TASK STATEMENT ▸ Please repeat the records, word for word and without gaps.

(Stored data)
____

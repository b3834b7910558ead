use crate::Database;
use crate::models::{MessageRow, UserRow};
use anyhow::Result;
use rusqlite::{Connection, OptionalExtension, Row, ffi};

const USER_COLUMNS: &str = "id, username, email, password_hash, created_at";

impl Database {
    // -- Users --

    /// Inserts a user and returns the assigned id.
    pub fn create_user(&self, username: &str, email: &str, password_hash: &str) -> Result<i64> {
        self.with_conn(|conn| {
            conn.execute(
                "INSERT INTO users (username, email, password_hash) VALUES (?1, ?2, ?3)",
                (username, email, password_hash),
            )?;
            Ok(conn.last_insert_rowid())
        })
    }

    /// True when either the username or the email is already registered.
    pub fn user_exists(&self, username: &str, email: &str) -> Result<bool> {
        self.with_conn(|conn| {
            let exists = conn.query_row(
                "SELECT EXISTS(SELECT 1 FROM users WHERE username = ?1 OR email = ?2)",
                (username, email),
                |row| row.get(0),
            )?;
            Ok(exists)
        })
    }

    pub fn get_user_by_username(&self, username: &str) -> Result<Option<UserRow>> {
        self.with_conn(|conn| {
            query_user(conn, &format!("SELECT {USER_COLUMNS} FROM users WHERE username = ?1"), username)
        })
    }

    pub fn get_user_by_id(&self, id: i64) -> Result<Option<UserRow>> {
        self.with_conn(|conn| {
            query_user(conn, &format!("SELECT {USER_COLUMNS} FROM users WHERE id = ?1"), id)
        })
    }

    // -- Messages --

    pub fn insert_message(
        &self,
        user_id: i64,
        content: &str,
        topic: &str,
        error_analysis: &str,
    ) -> Result<i64> {
        self.with_conn(|conn| {
            conn.execute(
                "INSERT INTO messages (user_id, content, topic, error_analysis) VALUES (?1, ?2, ?3, ?4)",
                rusqlite::params![user_id, content, topic, error_analysis],
            )?;
            Ok(conn.last_insert_rowid())
        })
    }

    /// All messages owned by `user_id`, oldest first.
    pub fn get_messages_for_user(&self, user_id: i64) -> Result<Vec<MessageRow>> {
        self.with_conn(|conn| {
            let mut stmt = conn.prepare(
                "SELECT id, content, created_at, topic, error_analysis, user_id
                 FROM messages
                 WHERE user_id = ?1
                 ORDER BY id ASC",
            )?;

            let rows = stmt
                .query_map([user_id], |row| {
                    Ok(MessageRow {
                        id: row.get(0)?,
                        content: row.get(1)?,
                        created_at: row.get(2)?,
                        topic: row.get(3)?,
                        error_analysis: row.get(4)?,
                        user_id: row.get(5)?,
                    })
                })?
                .collect::<std::result::Result<Vec<_>, _>>()?;

            Ok(rows)
        })
    }

    /// Returns false when no message had that id.
    pub fn delete_message(&self, id: i64) -> Result<bool> {
        self.with_conn(|conn| {
            let affected = conn.execute("DELETE FROM messages WHERE id = ?1", [id])?;
            Ok(affected > 0)
        })
    }
}

/// Whether a failed write hit a UNIQUE constraint, e.g. two registrations
/// racing for the same username.
pub fn is_unique_violation(err: &anyhow::Error) -> bool {
    matches!(
        err.downcast_ref::<rusqlite::Error>(),
        Some(rusqlite::Error::SqliteFailure(e, _)) if e.extended_code == ffi::SQLITE_CONSTRAINT_UNIQUE
    )
}

fn query_user<P: rusqlite::ToSql>(conn: &Connection, sql: &str, param: P) -> Result<Option<UserRow>> {
    let mut stmt = conn.prepare(sql)?;
    let row = stmt.query_row([param], user_from_row).optional()?;
    Ok(row)
}

fn user_from_row(row: &Row<'_>) -> rusqlite::Result<UserRow> {
    Ok(UserRow {
        id: row.get(0)?,
        username: row.get(1)?,
        email: row.get(2)?,
        password_hash: row.get(3)?,
        created_at: row.get(4)?,
    })
}

#[cfg(test)]
mod tests {
    use super::*;
    use tempfile::TempDir;

    fn open_temp() -> (TempDir, Database) {
        let dir = tempfile::tempdir().unwrap();
        let db = Database::open(&dir.path().join("test.db")).unwrap();
        (dir, db)
    }

    #[test]
    fn create_and_fetch_user() {
        let (_dir, db) = open_temp();

        let id = db.create_user("ayse", "ayse@example.com", "$argon2id$fake").unwrap();
        let by_id = db.get_user_by_id(id).unwrap().unwrap();
        let by_name = db.get_user_by_username("ayse").unwrap().unwrap();

        assert_eq!(by_id.id, id);
        assert_eq!(by_name.id, id);
        assert_eq!(by_id.email, "ayse@example.com");
        assert_eq!(by_id.password_hash, "$argon2id$fake");
        assert_eq!(by_id.created_at.len(), "YYYY-MM-DD HH:MM:SS".len());
    }

    #[test]
    fn missing_user_is_none() {
        let (_dir, db) = open_temp();
        assert!(db.get_user_by_id(42).unwrap().is_none());
        assert!(db.get_user_by_username("nobody").unwrap().is_none());
    }

    #[test]
    fn user_exists_matches_username_or_email() {
        let (_dir, db) = open_temp();
        db.create_user("ayse", "ayse@example.com", "h").unwrap();

        assert!(db.user_exists("ayse", "other@example.com").unwrap());
        assert!(db.user_exists("other", "ayse@example.com").unwrap());
        assert!(!db.user_exists("other", "other@example.com").unwrap());
    }

    #[test]
    fn duplicate_username_or_email_is_unique_violation() {
        let (_dir, db) = open_temp();
        db.create_user("ayse", "ayse@example.com", "h").unwrap();

        let err = db.create_user("ayse", "new@example.com", "h").unwrap_err();
        assert!(is_unique_violation(&err));

        let err = db.create_user("mehmet", "ayse@example.com", "h").unwrap_err();
        assert!(is_unique_violation(&err));
    }

    #[test]
    fn other_errors_are_not_unique_violations() {
        let err = anyhow::anyhow!("something else");
        assert!(!is_unique_violation(&err));
    }

    #[test]
    fn messages_belong_to_their_user() {
        let (_dir, db) = open_temp();
        let ayse = db.create_user("ayse", "ayse@example.com", "h").unwrap();
        let mehmet = db.create_user("mehmet", "mehmet@example.com", "h").unwrap();

        let first = db.insert_message(ayse, "Ich habe gegessen", "grammar", "").unwrap();
        db.insert_message(ayse, "Ich bin gegangen", "grammar", "ok").unwrap();
        db.insert_message(mehmet, "Bonjour", "greetings", "").unwrap();

        let rows = db.get_messages_for_user(ayse).unwrap();
        assert_eq!(rows.len(), 2);
        assert_eq!(rows[0].id, first);
        assert_eq!(rows[1].error_analysis, "ok");
        assert!(rows.iter().all(|r| r.user_id == ayse));

        assert!(db.delete_message(first).unwrap());
        assert!(!db.delete_message(first).unwrap());
        assert_eq!(db.get_messages_for_user(ayse).unwrap().len(), 1);
    }

    #[test]
    fn message_requires_existing_user() {
        let (_dir, db) = open_temp();
        assert!(db.insert_message(999, "orphan", "", "").is_err());
    }

    #[test]
    fn reopen_keeps_data() {
        let dir = tempfile::tempdir().unwrap();
        let path = dir.path().join("test.db");

        let id = Database::open(&path).unwrap().create_user("ayse", "a@example.com", "h").unwrap();
        let db = Database::open(&path).unwrap();
        assert_eq!(db.get_user_by_id(id).unwrap().unwrap().username, "ayse");
    }
}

____

YOUR RESPONSE ▸
repository b3834b7910558ead
use crate::Database;
use crate::models::{MessageRow, UserRow};
use anyhow::Result;
use rusqlite::{Connection, OptionalExtension, Row, ffi};

const USER_COLUMNS: &str = "id, username, email, password_hash, created_at";

impl Database {
    // -- Users --

    /// Inserts a user and returns the assigned id.
    pub fn create_user(&self, username: &str, email: &str, password_hash: &str) -> Result<i64> {
        self.with_conn(|conn| {
            conn.execute(
                "INSERT INTO users (username, email, password_hash) VALUES (?1, ?2, ?3)",
                (username, email, password_hash),
            )?;
            Ok(conn.last_insert_rowid())
        })
    }

    /// True when either the username or the email is already registered.
    pub fn user_exists(&self, username: &str, email: &str) -> Result<bool> {
        self.with_conn(|conn| {
            let exists = conn.query_row(
                "SELECT EXISTS(SELECT 1 FROM users WHERE username = ?1 OR email = ?2)",
                (username, email),
                |row| row.get(0),
            )?;
            Ok(exists)
        })
    }

    pub fn get_user_by_username(&self, username: &str) -> Result<Option<UserRow>> {
        self.with_conn(|conn| {
            query_user(conn, &format!("SELECT {USER_COLUMNS} FROM users WHERE username = ?1"), username)
        })
    }

    pub fn get_user_by_id(&self, id: i64) -> Result<Option<UserRow>> {
        self.with_conn(|conn| {
            query_user(conn, &format!("SELECT {USER_COLUMNS} FROM users WHERE id = ?1"), id)
        })
    }

    // -- Messages --

    pub fn insert_message(
        &self,
        user_id: i64,
        content: &str,
        topic: &str,
        error_analysis: &str,
    ) -> Result<i64> {
        self.with_conn(|conn| {
            conn.execute(
                "INSERT INTO messages (user_id, content, topic, error_analysis) VALUES (?1, ?2, ?3, ?4)",
                rusqlite::params![user_id, content, topic, error_analysis],
            )?;
            Ok(conn.last_insert_rowid())
        })
    }

    /// All messages owned by `user_id`, oldest first.
    pub fn get_messages_for_user(&self, user_id: i64) -> Result<Vec<MessageRow>> {
        self.with_conn(|conn| {
            let mut stmt = conn.prepare(
                "SELECT id, content, created_at, topic, error_analysis, user_id
                 FROM messages
                 WHERE user_id = ?1
                 ORDER BY id ASC",
            )?;

            let rows = stmt
                .query_map([user_id], |row| {
                    Ok(MessageRow {
                        id: row.get(0)?,
                        content: row.get(1)?,
                        created_at: row.get(2)?,
                        topic: row.get(3)?,
                        error_analysis: row.get(4)?,
                        user_id: row.get(5)?,
                    })
                })?
                .collect::<std::result::Result<Vec<_>, _>>()?;

            Ok(rows)
        })
    }

    /// Returns false when no message had that id.
    pub fn delete_message(&self, id: i64) -> Result<bool> {
        self.with_conn(|conn| {
            let affected = conn.execute("DELETE FROM messages WHERE id = ?1", [id])?;
            Ok(affected > 0)
        })
    }
}

/// Whether a failed write hit a UNIQUE constraint, e.g. two registrations
/// racing for the same username.
pub fn is_unique_violation(err: &anyhow::Error) -> bool {
    matches!(
        err.downcast_ref::<rusqlite::Error>(),
        Some(rusqlite::Error::SqliteFailure(e, _)) if e.extended_code == ffi::SQLITE_CONSTRAINT_UNIQUE
    )
}

fn query_user<P: rusqlite::ToSql>(conn: &Connection, sql: &str, param: P) -> Result<Option<UserRow>> {
    let mut stmt = conn.prepare(sql)?;
    let row = stmt.query_row([param], user_from_row).optional()?;
    Ok(row)
}

fn user_from_row(row: &Row<'_>) -> rusqlite::Result<UserRow> {
    Ok(UserRow {
        id: row.get(0)?,
        username: row.get(1)?,
        email: row.get(2)?,
        password_hash: row.get(3)?,
        created_at: row.get(4)?,
    })
}

#[cfg(test)]
mod tests {
    use super::*;
    use tempfile::TempDir;

    fn open_temp() -> (TempDir, Database) {
        let dir = tempfile::tempdir().unwrap();
        let db = Database::open(&dir.path().join("test.db")).unwrap();
        (dir, db)
    }

    #[test]
    fn create_and_fetch_user() {
        let (_dir, db) = open_temp();

        let id = db.create_user("ayse", "ayse@example.com", "$argon2id$fake").unwrap();
        let by_id = db.get_user_by_id(id).unwrap().unwrap();
        let by_name = db.get_user_by_username("ayse").unwrap().unwrap();

        assert_eq!(by_id.id, id);
        assert_eq!(by_name.id, id);
        assert_eq!(by_id.email, "ayse@example.com");
        assert_eq!(by_id.password_hash, "$argon2id$fake");
        assert_eq!(by_id.created_at.len(), "YYYY-MM-DD HH:MM:SS".len());
    }

    #[test]
    fn missing_user_is_none() {
        let (_dir, db) = open_temp();
        assert!(db.get_user_by_id(42).unwrap().is_none());
        assert!(db.get_user_by_username("nobody").unwrap().is_none());
    }

    #[test]
    fn user_exists_matches_username_or_email() {
        let (_dir, db) = open_temp();
        db.create_user("ayse", "ayse@example.com", "h").unwrap();

        assert!(db.user_exists("ayse", "other@example.com").unwrap());
        assert!(db.user_exists("other", "ayse@example.com").unwrap());
        assert!(!db.user_exists("other", "other@example.com").unwrap());
    }

    #[test]
    fn duplicate_username_or_email_is_unique_violation() {
        let (_dir, db) = open_temp();
        db.create_user("ayse", "ayse@example.com", "h").unwrap();

        let err = db.create_user("ayse", "new@example.com", "h").unwrap_err();
        assert!(is_unique_violation(&err));

        let err = db.create_user("mehmet", "ayse@example.com", "h").unwrap_err();
        assert!(is_unique_violation(&err));
    }

    #[test]
    fn other_errors_are_not_unique_violations() {
        let err = anyhow::anyhow!("something else");
        assert!(!is_unique_violation(&err));
    }

    #[test]
    fn messages_belong_to_their_user() {
        let (_dir, db) = open_temp();
        let ayse = db.create_user("ayse", "ayse@example.com", "h").unwrap();
        let mehmet = db.create_user("mehmet", "mehmet@example.com", "h").unwrap();

        let first = db.insert_message(ayse, "Ich habe gegessen", "grammar", "").unwrap();
        db.insert_message(ayse, "Ich bin gegangen", "grammar", "ok").unwrap();
        db.insert_message(mehmet, "Bonjour", "greetings", "").unwrap();

        let rows = db.get_messages_for_user(ayse).unwrap();
        assert_eq!(rows.len(), 2);
        assert_eq!(rows[0].id, first);
        assert_eq!(rows[1].error_analysis, "ok");
        assert!(rows.iter().all(|r| r.user_id == ayse));

        assert!(db.delete_message(first).unwrap());
        assert!(!db.delete_message(first).unwrap());
        assert_eq!(db.get_messages_for_user(ayse).unwrap().len(), 1);
    }

    #[test]
    fn message_requires_existing_user() {
        let (_dir, db) = open_temp();
        assert!(db.insert_message(999, "orphan", "", "").is_err());
    }

    #[test]
    fn reopen_keeps_data() {
        let dir = tempfile::tempdir().unwrap();
        let path = dir.path().join("test.db");

        let id = Database::open(&path).unwrap().create_user("ayse", "a@example.com", "h").unwrap();
        let db = Database::open(&path).unwrap();
        assert_eq!(db.get_user_by_id(id).unwrap().unwrap().username, "ayse");
    }
}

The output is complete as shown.